Kagame was however scathing about the Simbikangwa sentence.
"We'll see what becomes of this sentence on appeal," he said.
"I don't think it is a particularly positive development," he said. "For one criminal condemned 20 years on, how many criminals has the French justice system conjured away? They don't take us in with their little game.
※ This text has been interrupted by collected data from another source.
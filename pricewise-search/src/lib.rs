//! # pricewise-search
//!
//! Multi-provider product search and price comparison core for Pricewise.
//!
//! A query is normalized, fanned out to every registered provider
//! concurrently, and the returned listings are normalized into canonical
//! products, deduplicated across providers and ranked by price and
//! delivery time.
//!
//! ## Design
//!
//! - Providers implement one [`Provider`] trait: a search operation, a
//!   local non-failing fallback and a record extractor
//! - Every call goes through a safe-call wrapper with timeout, retry with
//!   backoff and a per-provider circuit breaker
//! - Provider failures become data: fallback outcomes and result warnings
//! - Aggregation is deterministic for a given set of provider outcomes
//! - Optional in-memory result cache with configurable TTL
//!
//! ## Security
//!
//! - No network listeners; this is a library, not a server
//! - Search queries are logged only at trace level
//! - API keys are never logged

pub mod aggregate;
pub mod cache;
pub mod catalog;
pub mod config;
pub mod error;
pub mod health;
pub mod http;
pub mod manager;
pub mod provider;
pub mod providers;
pub mod query;
pub mod safe_call;
pub mod types;

pub use aggregate::Aggregator;
pub use cache::{CacheKey, ResultCache};
pub use config::{CurrencyTable, HealthPolicy, RetryPolicy};
pub use error::{NormalizationLoss, ProviderError, Result, SearchError};
pub use health::{
    Admission, HealthSnapshot, HealthStatus, HealthTracker, ProviderHealth, StatusView,
};
pub use manager::{DiagnosticReport, DiagnosticStatus, FanOut, ServiceManager, DIAGNOSTIC_QUERY};
pub use provider::{
    DefaultExtractor, Provider, ProviderDescriptor, ProviderRegistry, RecordExtractor,
};
pub use query::{DictionaryNormalizer, QueryHints, QueryNormalizer};
pub use types::{
    CallOutcome, CanonicalProduct, Capability, ComparisonResult, FallbackReason, OutcomeKind,
    PriceRange, ProductDraft, ProviderOutcome, Query, RawRecord,
};

use tokio_util::sync::CancellationToken;

/// Per-request options for [`ComparisonService::search`].
#[derive(Debug, Clone, Default)]
pub struct SearchOptions {
    /// Restrict the search to these providers. Empty means all.
    pub providers: Vec<String>,
    /// Category hint.
    pub category: Option<String>,
    /// Quantity hint; overrides a quantity found in the query text.
    pub quantity: Option<String>,
    /// Cap on ranked results.
    pub max_results: Option<usize>,
    /// Abandon outstanding provider calls when cancelled.
    pub cancel: Option<CancellationToken>,
}

impl SearchOptions {
    fn hints(&self) -> QueryHints {
        QueryHints {
            category: self.category.clone(),
            quantity: self.quantity.clone(),
            max_results: self.max_results,
        }
    }
}

/// The product search service: normalizer, service manager, aggregator and cache.
///
/// Build one per process and share it by reference; all methods take `&self`.
pub struct ComparisonService {
    normalizer: Box<dyn QueryNormalizer>,
    manager: ServiceManager,
    aggregator: Aggregator,
    cache: ResultCache,
}

impl std::fmt::Debug for ComparisonService {
    fn fmt(&self, f: &mut std::fmt::Formatter<'_>) -> std::fmt::Result {
        f.debug_struct("ComparisonService")
            .field("manager", &self.manager)
            .field("aggregator", &self.aggregator)
            .field("cache_enabled", &self.cache.is_enabled())
            .finish_non_exhaustive()
    }
}

impl ComparisonService {
    /// Service over `manager` with the default normalizer, currency table
    /// and no cache.
    pub fn new(manager: ServiceManager) -> Self {
        Self {
            normalizer: Box::new(DictionaryNormalizer::default()),
            manager,
            aggregator: Aggregator::default(),
            cache: ResultCache::disabled(),
        }
    }

    /// Replace the query normalizer.
    #[must_use]
    pub fn with_normalizer(mut self, normalizer: impl QueryNormalizer + 'static) -> Self {
        self.normalizer = Box::new(normalizer);
        self
    }

    /// Replace the aggregator.
    #[must_use]
    pub fn with_aggregator(mut self, aggregator: Aggregator) -> Self {
        self.aggregator = aggregator;
        self
    }

    /// Replace the result cache.
    #[must_use]
    pub fn with_cache(mut self, cache: ResultCache) -> Self {
        self.cache = cache;
        self
    }

    /// The underlying service manager.
    pub fn manager(&self) -> &ServiceManager {
        &self.manager
    }

    /// Search every selected provider and compare the results.
    ///
    /// Always returns a result; provider failures, unknown provider names
    /// and dropped records show up in [`ComparisonResult::warnings`].
    ///
    /// # Examples
    ///
    /// ```no_run
    /// # async fn example() -> pricewise_search::Result<()> {
    /// use pricewise_search::providers::CatalogProvider;
    /// use pricewise_search::{
    ///     ComparisonService, HealthPolicy, ProviderDescriptor, SearchOptions, ServiceManager,
    /// };
    /// use std::sync::Arc;
    ///
    /// let manager = ServiceManager::new(
    ///     vec![ProviderDescriptor::new(Arc::new(CatalogProvider::builtin()))],
    ///     HealthPolicy::default(),
    /// )?;
    /// let service = ComparisonService::new(manager);
    /// let result = service.search("2 kg atta", &SearchOptions::default()).await;
    /// if let Some(best) = result.best_pick {
    ///     println!("{} on {} for {}", best.title, best.platform, best.price);
    /// }
    /// # Ok(())
    /// # }
    /// ```
    pub async fn search(&self, raw: &str, options: &SearchOptions) -> ComparisonResult {
        let query = self.normalizer.normalize(raw, &options.hints());
        if query.text().is_empty() {
            let mut result = ComparisonResult::empty("");
            result.degraded_providers = self.manager.registry().names();
            result
                .warnings
                .push(SearchError::Config("query is empty after normalization".into()));
            return result;
        }

        let key = CacheKey::new(&query, &options.providers);
        if let Some(hit) = self.cache.get(&key).await {
            tracing::debug!("serving comparison from cache");
            return hit;
        }

        let cancel = options.cancel.clone().unwrap_or_default();
        let subset = (!options.providers.is_empty()).then_some(options.providers.as_slice());
        let fan_out = self.manager.search(&query, subset, &cancel).await;

        let mut result = self
            .aggregator
            .aggregate(&query, &fan_out.outcomes, self.manager.registry());
        if fan_out.outcomes.is_empty() {
            // No provider was selected, so none contributed.
            result.degraded_providers = self.manager.registry().names();
        }
        if !fan_out.warnings.is_empty() {
            let mut warnings = fan_out.warnings;
            warnings.append(&mut result.warnings);
            result.warnings = warnings;
        }

        if !cancel.is_cancelled() {
            self.cache.insert(key, &result).await;
        }
        result
    }

    /// Current health of every provider. Never calls a provider.
    pub fn status(&self) -> HealthSnapshot {
        self.manager.status()
    }

    /// Run the diagnostic query through every provider.
    pub async fn test_all(&self) -> Vec<DiagnosticReport> {
        self.manager.test_all().await
    }
}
This sentence is made out to be a gesture, almost like a favour that France has accorded Rwanda, while it is France's role in the genocide that should be being examined."
Alain Juppé, who was French foreign minister in 1994, called it "intolerable" that France would be considered responsible for the genocide.
"I call on the French president and government to defend without ambiguity the honour of France, its army and its diplomats," Juppé wrote in his blog published Saturday night.
In 2004, on the 10th anniversary of the genocide, Kagame lashed out at France in his commemoration speech at Amahoro Stadium, saying that Paris knew that the ethnic Hutu government, the army and militia were preparing the genocide.
Renaud Muselier, then secretary of state for foreign affairs who was leading the French delegation in 2004, cut short his visit after the ceremony.
In Jeune Afrique Kagame also got in a dig at Belgian Foreign Minister Didier Reynders.
"I think he has committed a number of errors," Kagame said, "notably by associating himself with anti-Rwandan manoeuvres carried out from Tanzania."
"I feel that his position lacks balance, for subjective reasons of which I know nothing."'
When contacted by AFP, Reynders declined to react to Kagame's comments.
Relations between Rwanda and Tanzania have been strained for the better part of a year ever since Tanzania urged Rwanda to negotiate with a group of Rwandan Hutu rebels operating in the Democratic Republic of Congo.
Kigali said such a demand was unacceptable as some of the rebels were among the perpetrators of the genocide.